TRY IT:
When you output the entries, begin with the first line and end with the line containing "-> Result<DocumentKind, AppError>", keeping each line exactly as it is.

DATA RECORDS:
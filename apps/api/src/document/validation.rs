//! Upload and content validation for resume documents.
//!
//! Ordering matters: type/size checks run before extraction; the content
//! check runs after extraction but before any external call, so a non-resume
//! upload never costs a GitHub round trip.

use crate::document::DocumentKind;
use crate::errors::AppError;

const MAX_UPLOAD_BYTES: usize = 10 * 1024 * 1024;
const MIN_WORD_COUNT: usize = 50;

/// Case-insensitive substring markers; any one match confirms the text is
/// plausibly a resume.
const RESUME_LEXICON: &[&str] = &[
    "experience",
    "education",
    "skills",
    "certification",
    "project",
    "employment",
    "university",
    "degree",
    "internship",
    "objective",
    "summary",
    "work history",
    "achievements",
    "references",
];

fn kind_from_extension(filename: &str) -> Option<DocumentKind> {
    let lower = filename.to_lowercase();
    if lower.ends_with(".pdf") {
        Some(DocumentKind::Pdf)
    } else if lower.ends_with(".docx") || lower.ends_with(".doc") {
        Some(DocumentKind::Docx)
    } else {
        None
    }
}

fn kind_from_content_type(content_type: &str) -> Option<DocumentKind> {
    match content_type {
        "application/pdf" => Some(DocumentKind::Pdf),
        "application/msword"
        | "application/vnd.openxmlformats-officedocument.wordprocessingml.document" => {
            Some(DocumentKind::Docx)
        }
        _ => None,
    }
}

/// Pre-extraction checks: allow-listed type, declared metadata consistency,
/// non-empty payload under the size ceiling. Returns the resolved format
/// used for extraction dispatch.
pub fn validate_upload(
    filename: &str,
    content_type: &str,
    payload: &[u8],
) -> Result<DocumentKind, AppError> {
    let by_extension = kind_from_extension(filename).ok_or_else(|| {
        AppError::Validation("Only PDF, DOC, or DOCX files are allowed.".to_string())
    })?;

    let by_content_type = kind_from_content_type(content_type).ok_or_else(|| {
        AppError::Validation(
            "Invalid file type. Only PDF, DOC, or DOCX files are allowed.".to_string(),
        )
    })?;

    // Spoofed metadata defense: both declarations must agree.
    if by_extension != by_content_type {
        return Err(AppError::Validation(format!(
            "File extension of '{filename}' does not match declared content type '{content_type}'"
        )));
    }

    if payload.is_empty() {
        return Err(AppError::Validation("Uploaded file is empty".to_string()));
    }

    if payload.len() > MAX_UPLOAD_BYTES {
        return Err(AppError::Validation(format!(
            "File is too large: {} bytes (limit is {} bytes)",
            payload.len(),
            MAX_UPLOAD_BYTES
        )));
    }

    Ok(by_extension)
}

/// Post-extraction check: enough words, and at least one resume-indicative
/// term. Runs before the profile fetch and any analyzer call.
pub fn validate_resume_text(text: &str) -> Result<(), AppError> {
    let word_count = text.split_whitespace().count();
    if word_count < MIN_WORD_COUNT {
        return Err(AppError::Validation(format!(
            "Extracted text has only {word_count} words (minimum {MIN_WORD_COUNT}); the document does not look like a resume"
        )));
    }

    let lower = text.to_lowercase();
    if !RESUME_LEXICON.iter().any(|term| lower.contains(term)) {
        return Err(AppError::Validation(
            "Extracted text contains no resume-indicative terms (e.g. experience, education, skills)"
                .to_string(),
        ));
    }

    Ok(())
}
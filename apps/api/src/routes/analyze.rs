//! Axum route handler for the analysis endpoint.

use axum::{
    extract::{Multipart, State},
    Json,
};
use serde::Serialize;

use crate::analysis::pipeline::{run_analysis, UploadedDocument};
use crate::errors::AppError;
use crate::models::report::AnalysisReport;
use crate::state::AppState;

#[derive(Debug, Serialize)]
pub struct AnalyzeResponse {
    pub message: String,
    pub response: AnalysisReport,
}

/// POST /analyze
///
/// Multipart request: a `file` part (binary + filename + content type) and a
/// `githubUserName` text part. Runs the full credibility pipeline and
/// returns the combined report, or a single stage-specific failure.
pub async fn handle_analyze(
    State(state): State<AppState>,
    mut multipart: Multipart,
) -> Result<Json<AnalyzeResponse>, AppError> {
    let mut document: Option<UploadedDocument> = None;
    let mut username: Option<String> = None;

    while let Some(field) = multipart
        .next_field()
        .await
        .map_err(|e| AppError::Validation(format!("Invalid multipart request: {e}")))?
    {
        let name = field.name().unwrap_or_default().to_string();
        match name.as_str() {
            "file" => {
                let filename = field.file_name().unwrap_or_default().to_string();
                let content_type = field.content_type().unwrap_or_default().to_string();
                let payload = field
                    .bytes()
                    .await
                    .map_err(|e| AppError::Validation(format!("Failed to read upload: {e}")))?;
                document = Some(UploadedDocument {
                    filename,
                    content_type,
                    payload,
                });
            }
            "githubUserName" => {
                let value = field
                    .text()
                    .await
                    .map_err(|e| AppError::Validation(format!("Failed to read field: {e}")))?;
                username = Some(value);
            }
            _ => {}
        }
    }

    let document = document
        .ok_or_else(|| AppError::Validation("Missing multipart field 'file'".to_string()))?;
    let username = username
        .ok_or_else(|| AppError::Validation("Missing multipart field 'githubUserName'".to_string()))?;
    let username = username.trim();
    if username.is_empty() {
        return Err(AppError::Validation(
            "githubUserName cannot be empty".to_string(),
        ));
    }

    let filename = document.filename.clone();
    let report = run_analysis(state.fetcher.as_ref(), &state.analyzer, document, username).await?;

    Ok(Json(AnalyzeResponse {
        message: format!("File '{filename}' uploaded, scraped & analysis successfully."),
        response: report,
    }))
}
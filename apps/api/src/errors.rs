#![allow(dead_code)]

use axum::{
    http::StatusCode,
    response::{IntoResponse, Response},
    Json,
};
use serde_json::json;
use thiserror::Error;

use crate::analysis::analyzer::AnalysisError;
use crate::document::ExtractionError;
use crate::github::GithubError;

/// Application-level error type.
/// Implements `IntoResponse` so Axum handlers can return `Result<T, AppError>`.
///
/// Status mapping: validation and extraction-content failures are
/// user-correctable (400); external-service, analysis, and infrastructure
/// failures are 500.
#[derive(Debug, Error)]
pub enum AppError {
    #[error("Validation error: {0}")]
    Validation(String),

    #[error("Extraction error: {0}")]
    Extraction(#[from] ExtractionError),

    #[error("GitHub error: {0}")]
    ExternalService(#[from] GithubError),

    #[error("Analysis error: {0}")]
    Analysis(#[from] AnalysisError),

    #[error("Aggregation error: {0}")]
    Aggregation(String),

    #[error("Internal server error: {0}")]
    Internal(#[from] anyhow::Error),
}

impl IntoResponse for AppError {
    fn into_response(self) -> Response {
        let (status, code, message) = match &self {
            AppError::Validation(msg) => (StatusCode::BAD_REQUEST, "VALIDATION_ERROR", msg.clone()),
            AppError::Extraction(e) => {
                let status = match e {
                    // Content-class failures: the upload itself is the problem.
                    ExtractionError::EmptyDocument | ExtractionError::NoExtractableText => {
                        StatusCode::BAD_REQUEST
                    }
                    ExtractionError::Unreadable(_) => StatusCode::INTERNAL_SERVER_ERROR,
                };
                (status, "EXTRACTION_ERROR", e.to_string())
            }
            AppError::ExternalService(e) => {
                tracing::error!("GitHub error: {e}");
                (
                    StatusCode::INTERNAL_SERVER_ERROR,
                    "EXTERNAL_SERVICE_ERROR",
                    e.to_string(),
                )
            }
            AppError::Analysis(e) => {
                tracing::error!("Analysis error: {e}");
                (
                    StatusCode::INTERNAL_SERVER_ERROR,
                    "ANALYSIS_ERROR",
                    e.to_string(),
                )
            }
            AppError::Aggregation(msg) => {
                tracing::error!("Aggregation error: {msg}");
                (
                    StatusCode::INTERNAL_SERVER_ERROR,
                    "AGGREGATION_ERROR",
                    msg.clone(),
                )
            }
            AppError::Internal(e) => {
                tracing::error!("Internal error: {e:?}");
                (
                    StatusCode::INTERNAL_SERVER_ERROR,
                    "INTERNAL_ERROR",
                    "An internal server error occurred".to_string(),
                )
            }
        };

        let body = Json(json!({
            "error": {
                "code": code,
                "message": message
            }
        }));

        (status, body).into_response()
    }
}
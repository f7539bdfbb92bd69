use axum::Json;
use serde_json::{json, Value};

/// GET /
/// Welcome message for the root path.
pub async fn welcome_handler() -> Json<Value> {
    Json(json!({
        "message": "Welcome to the Verihire API!"
    }))
}

/// GET /health
/// Returns a simple status object with service version.
pub async fn health_handler() -> Json<Value> {
    Json(json!({
        "status": "ok",
        "version": "0.1.0",
        "service": "verihire-api"
    }))
}
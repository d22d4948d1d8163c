//! Redirect side of the minilink URL shortener.
//!
//! [`RedirectorService`] validates a raw code, looks it up in the
//! repository, and reports one of three outcomes ([`Resolution`]):
//! found, not found, or invalid format. A hit triggers a best-effort
//! asynchronous click increment.
//!
//! An optional read-through cache can be layered in front of the
//! repository with [`CachedRepository`] and [`MokaUrlCache`]:
//!
//! ```rust
//! use minilink_redirector::{CachedRepository, MokaUrlCache, RedirectorService, Resolution};
//! use minilink_storage::InMemoryRepository;
//!
//! # async fn example() -> Result<(), Box<dyn std::error::Error>> {
//! let repository = CachedRepository::new(InMemoryRepository::new(), MokaUrlCache::new());
//! let service = RedirectorService::new(repository);
//!
//! if let Resolution::Found(record) = service.resolve("abc123").await? {
//!     println!("redirect to: {}", record.original_url);
//! }
//! # Ok(())
//! # }
//! ```

pub mod cache;
pub mod cached;
pub mod error;
pub mod service;

pub use cache::MokaUrlCache;
pub use cached::CachedRepository;
pub use error::RedirectorError;
pub use service::{RedirectorService, Resolution};
//! Core types and traits for the minilink URL shortener.
//!
//! This crate provides the shared vocabulary used by both the
//! shortener service and the redirector service: the base62 encoder,
//! the validated [`ShortCode`] type, the persisted [`UrlRecord`],
//! the repository contract, and the optional cache contract.

pub mod base62;
pub mod cache;
pub mod error;
pub mod repository;
pub mod shortcode;

pub use cache::UrlCache;
pub use error::{CacheError, CoreError, StorageError};
pub use repository::{NewUrl, ReadRepository, Repository, UrlRecord};
pub use shortcode::{ShortCode, CODE_LENGTH};
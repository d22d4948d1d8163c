//! End-to-end flow: shorten a URL, then resolve its code.

use anyhow::Result;
use minilink_core::ReadRepository;
use minilink_redirector::{CachedRepository, MokaUrlCache, RedirectorService, Resolution};
use minilink_shortener::ShortenerService;
use minilink_storage::InMemoryRepository;
use std::sync::Arc;
use std::time::Duration;

const BASE: &str = "https://mini.link";

fn services() -> (
    ShortenerService<Arc<InMemoryRepository>>,
    RedirectorService<Arc<InMemoryRepository>>,
    Arc<InMemoryRepository>,
) {
    let repo = Arc::new(InMemoryRepository::new());
    let shortener = ShortenerService::new(Arc::clone(&repo), BASE);
    let redirector = RedirectorService::new(Arc::clone(&repo));
    (shortener, redirector, repo)
}

#[tokio::test]
async fn shorten_then_resolve_round_trip() -> Result<()> {
    let (shortener, redirector, _repo) = services();

    let record = shortener.shorten("https://example.com/a/b").await?;
    assert_eq!(record.short_url, format!("{BASE}/{}", record.short_code));

    match redirector.resolve(record.short_code.as_str()).await? {
        Resolution::Found(found) => {
            assert_eq!(found.original_url, "https://example.com/a/b");
            assert_eq!(found.short_code, record.short_code);
        }
        other => panic!("expected Found, got {other:?}"),
    }
    Ok(())
}

#[tokio::test]
async fn repeated_shorten_returns_the_same_code() -> Result<()> {
    let (shortener, _redirector, repo) = services();

    let first = shortener.shorten("https://example.com/a/b").await?;
    let second = shortener.shorten("https://example.com/a/b").await?;

    assert_eq!(first.short_code, second.short_code);
    assert_eq!(repo.len(), 1);
    Ok(())
}

#[tokio::test]
async fn never_issued_code_is_not_found() -> Result<()> {
    let (shortener, redirector, _repo) = services();
    shortener.shorten("https://example.com").await?;

    let resolution = redirector.resolve("ZZZZZZ").await?;
    assert_eq!(resolution, Resolution::NotFound);
    Ok(())
}

#[tokio::test]
async fn malformed_code_is_rejected() -> Result<()> {
    let (_shortener, redirector, _repo) = services();

    match redirector.resolve("ab").await? {
        Resolution::InvalidFormat(detail) => assert!(detail.contains("length")),
        other => panic!("expected InvalidFormat, got {other:?}"),
    }
    Ok(())
}

#[tokio::test]
async fn clicks_accumulate_across_resolutions() -> Result<()> {
    let (shortener, redirector, repo) = services();

    let record = shortener.shorten("https://example.com").await?;
    for _ in 0..3 {
        let resolution = redirector.resolve(record.short_code.as_str()).await?;
        assert!(matches!(resolution, Resolution::Found(_)));
    }

    // Click increments are fire-and-forget; poll the store.
    for _ in 0..100 {
        let stored = repo.get(&record.short_code).await?.unwrap();
        if stored.clicks == 3 {
            return Ok(());
        }
        tokio::time::sleep(Duration::from_millis(10)).await;
    }
    panic!("clicks never reached 3");
}

#[tokio::test]
async fn cached_repository_serves_the_same_flow() -> Result<()> {
    let repo = Arc::new(InMemoryRepository::new());
    let shortener = ShortenerService::new(Arc::clone(&repo), BASE);
    let redirector = RedirectorService::new(CachedRepository::new(
        Arc::clone(&repo),
        MokaUrlCache::with_ttl(1_000, Duration::from_secs(60)),
    ));

    let record = shortener.shorten("https://example.com/cached").await?;

    // First resolve fills the cache, second is served from it; both must
    // agree with the store.
    for _ in 0..2 {
        match redirector.resolve(record.short_code.as_str()).await? {
            Resolution::Found(found) => {
                assert_eq!(found.original_url, "https://example.com/cached")
            }
            other => panic!("expected Found, got {other:?}"),
        }
    }
    Ok(())
}
use thiserror::Error;

/// Result type for core operations.
pub type Result<T> = std::result::Result<T, CoreError>;

#[derive(Debug, Clone, Error)]
pub enum CoreError {
    #[error("invalid short code: {0}")]
    InvalidShortCode(String),
}

impl CoreError {
    /// A machine-stable error kind, suitable for status mapping by callers.
    pub fn kind(&self) -> &'static str {
        match self {
            CoreError::InvalidShortCode(_) => "invalid_short_code",
        }
    }
}

#[derive(Debug, Clone, Error)]
pub enum StorageError {
    #[error("short code already exists: {0}")]
    Conflict(String),
    #[error("storage backend unavailable: {0}")]
    Unavailable(String),
    #[error("storage operation timed out: {0}")]
    Timeout(String),
    #[error("stored data is invalid: {0}")]
    InvalidData(String),
    #[error("storage operation failed: {0}")]
    Operation(String),
}

impl StorageError {
    /// A machine-stable error kind, suitable for status mapping by callers.
    pub fn kind(&self) -> &'static str {
        match self {
            StorageError::Conflict(_) => "conflict",
            StorageError::Unavailable(_) => "unavailable",
            StorageError::Timeout(_) => "timeout",
            StorageError::InvalidData(_) => "invalid_data",
            StorageError::Operation(_) => "operation",
        }
    }
}

#[derive(Debug, Clone, Error)]
pub enum CacheError {
    #[error("cache backend unavailable: {0}")]
    Unavailable(String),
    #[error("cache operation failed: {0}")]
    Operation(String),
}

ANSWER BELOW:
filename apps/api/src/document/validation.rs
//! Upload and content validation for resume documents.
//!
//! Ordering matters: type/size checks run before extraction; the content
//! check runs after extraction but before any external call, so a non-resume
//! upload never costs a GitHub round trip.

use crate::document::DocumentKind;
use crate::errors::AppError;

const MAX_UPLOAD_BYTES: usize = 10 * 1024 * 1024;
const MIN_WORD_COUNT: usize = 50;

/// Case-insensitive substring markers; any one match confirms the text is
/// plausibly a resume.
const RESUME_LEXICON: &[&str] = &[
    "experience",
    "education",
    "skills",
    "certification",
    "project",
    "employment",
    "university",
    "degree",
    "internship",
    "objective",
    "summary",
    "work history",
    "achievements",
    "references",
];

fn kind_from_extension(filename: &str) -> Option<DocumentKind> {
    let lower = filename.to_lowercase();
    if lower.ends_with(".pdf") {
        Some(DocumentKind::Pdf)
    } else if lower.ends_with(".docx") || lower.ends_with(".doc") {
        Some(DocumentKind::Docx)
    } else {
        None
    }
}

fn kind_from_content_type(content_type: &str) -> Option<DocumentKind> {
    match content_type {
        "application/pdf" => Some(DocumentKind::Pdf),
        "application/msword"
        | "application/vnd.openxmlformats-officedocument.wordprocessingml.document" => {
            Some(DocumentKind::Docx)
        }
        _ => None,
    }
}

/// Pre-extraction checks: allow-listed type, declared metadata consistency,
/// non-empty payload under the size ceiling. Returns the resolved format
/// used for extraction dispatch.
pub fn validate_upload(
    filename: &str,
    content_type: &str,
    payload: &[u8],
) -> Result<DocumentKind, AppError> {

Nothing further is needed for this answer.